Help Center/ ModelArts/ Troubleshooting/ Training Jobs/ GP Issues/ Error Message "cuda runtime error (10) : invalid device ordinal at xxx" Is Displayed in Logs
Updated on 2025-08-22 GMT+08:00

Error Message "cuda runtime error (10) : invalid device ordinal at xxx" Is Displayed in Logs

Symptom

A training job fails, and the following error is printed in logs:

RuntimeError: cuda runtime error (10) : invalid device ordinal at xxx
Figure 1 Error log

Possible Causes

The issue may arise due to the following reasons:

  • The CUDA_VISIBLE_DEVICES setting does not align with the job specifications.

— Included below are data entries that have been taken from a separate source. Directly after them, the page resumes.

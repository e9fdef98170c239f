//! Progress aggregation over classified fields: the cross-pod home view
//! and the single-pod detail view.

use crate::types::{FieldRole, FocusProgress, HomeProgress, OutcomeField};
use std::collections::BTreeMap;

/// Count of described fields carrying the `_Outcome_<code>` pattern —
/// the denominator for one focus area.
fn total_for_code(fields: &[OutcomeField], code: &str) -> i64 {
    let pattern = format!("_Outcome_{code}");
    fields
        .iter()
        .filter(|f| f.tag.raw_name.contains(&pattern))
        .count() as i64
}

/// Cross-pod home view for one pod.
///
/// `progress` sums the per-focus-area completed counters, `checked` is
/// the pod-wide total marker, and `total` counts outcome-marker fields
/// per completed counter's type code. A user with no record for the pod
/// gets all zeros — that is a normal state, not a failure.
pub fn home_progress(fields: &[OutcomeField], record_exists: bool) -> HomeProgress {
    if !record_exists {
        return HomeProgress::default();
    }

    let mut out = HomeProgress::default();
    for field in fields {
        match field.tag.role {
            FieldRole::CompletedCount => {
                out.progress += field.as_count();
                if let Some(code) = &field.tag.pod_type_code {
                    out.total += total_for_code(fields, code);
                }
            }
            FieldRole::TotalMarker => out.checked = field.as_count(),
            _ => {}
        }
    }
    out
}

/// Single-pod detail view: one entry per focus-area type code found among
/// the completed counters.
///
/// `checked_outcomes` stays `None` when the record exists but carries no
/// checked counter for that focus area — "no such field" and "zero
/// checked" are different answers. A missing record reports zeros.
pub fn focus_progress(
    fields: &[OutcomeField],
    record_exists: bool,
) -> BTreeMap<String, FocusProgress> {
    let mut out = BTreeMap::new();
    for field in fields {
        if field.tag.role != FieldRole::CompletedCount {
            continue;
        }
        let Some(code) = field.tag.pod_type_code.clone() else {
            continue;
        };

        let completed = if record_exists { field.as_count() } else { 0 };
        let checked = if record_exists {
            checked_twin(fields, &field.tag.raw_name).map(OutcomeField::as_count)
        } else {
            Some(0)
        };

        // Label up to the word "Outcomes".
        let name = field
            .tag
            .label
            .split("Outcomes")
            .next()
            .unwrap_or("")
            .to_string();

        out.insert(
            code.clone(),
            FocusProgress {
                completed_outcomes: completed,
                checked_outcomes: checked,
                total_outcomes: total_for_code(fields, &code),
                name,
            },
        );
    }
    out
}

/// The checked counter sharing a completed counter's stem, when the
/// record actually carries a value for it.
fn checked_twin<'a>(fields: &'a [OutcomeField], completed_name: &str) -> Option<&'a OutcomeField> {
    let stem = completed_name.strip_suffix("Completed__c")?;
    let twin = format!("{stem}Checked__c");
    fields
        .iter()
        .find(|f| f.tag.role == FieldRole::CheckedCount && f.tag.raw_name == twin)
        .filter(|f| !f.value.is_null())
}

// ---------------------------------------------------------------------------
// Tests
// ---------------------------------------------------------------------------

#[cfg(test)]
mod tests {
    use super::*;
    use crate::record::normalize;
    use crate::store::FieldMeta;
    use serde_json::{Map, Value};

    fn build(rows: &[(&str, &str, Value)]) -> Vec<OutcomeField> {
        let meta: Vec<FieldMeta> = rows
            .iter()
            .map(|(name, label, _)| FieldMeta {
                name: name.to_string(),
                label: label.to_string(),
            })
            .collect();
        let mut record = Map::new();
        for (name, _, value) in rows {
            if !value.is_null() {
                record.insert(name.to_string(), value.clone());
            }
        }
        normalize(&meta, &record)
    }

    fn trainee_fields() -> Vec<OutcomeField> {
        build(&[
            (
                "LDRTRN_Leadership_Completed__c",
                "Leadership Outcomes Completed",
                serde_json::json!(2),
            ),
            (
                "LDRTRN_Leadership_Checked__c",
                "Leadership Outcomes Checked",
                serde_json::json!(3),
            ),
            ("Total_Checked__c", "Total Checked", serde_json::json!(5)),
            ("LDR_Outcome_TRN_1__c", "Leadership Outcome 1", Value::Null),
            ("LDR_Outcome_TRN_2__c", "Leadership Outcome 2", Value::Null),
            ("LDR_Outcome_TRN_3__c", "Leadership Outcome 3", Value::Null),
            ("Contact__c", "Contact", Value::Null),
        ])
    }

    #[test]
    fn home_view_sums_counters() {
        let hp = home_progress(&trainee_fields(), true);
        assert_eq!(hp.progress, 2, "sum of completed counters");
        assert_eq!(hp.checked, 5, "total marker value");
        assert_eq!(hp.total, 3, "outcome markers for TRN");
    }

    #[test]
    fn home_view_without_record_is_zeroed() {
        let hp = home_progress(&trainee_fields(), false);
        assert_eq!(hp, HomeProgress::default());
    }

    #[test]
    fn total_marker_not_summed_into_progress() {
        // Total_Checked__c matches the Checked suffix but is its own role;
        // it must not leak into the completed sum.
        let hp = home_progress(&trainee_fields(), true);
        assert_eq!(hp.progress, 2);
    }

    #[test]
    fn detail_view_per_type_code() {
        let detail = focus_progress(&trainee_fields(), true);
        assert_eq!(detail.len(), 1);
        let ldr = &detail["TRN"];
        assert_eq!(ldr.completed_outcomes, 2);
        assert_eq!(ldr.checked_outcomes, Some(3));
        assert_eq!(ldr.total_outcomes, 3);
        assert_eq!(ldr.name, "Leadership ");
    }

    #[test]
    fn missing_checked_counter_reports_null() {
        let fields = build(&[
            (
                "LDRTRN_Leadership_Completed__c",
                "Leadership Outcomes Completed",
                serde_json::json!(1),
            ),
            ("LDR_Outcome_TRN_1__c", "Leadership Outcome 1", Value::Null),
        ]);
        let detail = focus_progress(&fields, true);
        assert_eq!(detail["TRN"].checked_outcomes, None);
        assert_eq!(detail["TRN"].completed_outcomes, 1);
    }

    #[test]
    fn detail_view_without_record_reports_zeros() {
        let detail = focus_progress(&trainee_fields(), false);
        let ldr = &detail["TRN"];
        assert_eq!(ldr.completed_outcomes, 0);
        assert_eq!(ldr.checked_outcomes, Some(0));
        assert_eq!(ldr.total_outcomes, 3, "totals come from the schema");
    }
}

For instance, if you select a job with four GPs (IDs 0, 1, 2, and 3), but perform CUDA operations specifying tensor.to(device="cuda:7"), it targets GP 7, which exceeds the available GP IDs.
  • Damaged GPs on resource nodes may result in fewer detected GPs than the selected specifications.

Solution

  1. Perform CUDA operations on GPUs with IDs specified by CUDA_VISIBLE_DEVICES.
  2. If a GP on a resource node is damaged, contact technical support.

Summary and Suggestions

Before creating a training job, use the ModelArts development environment to debug your training code and minimize migration errors.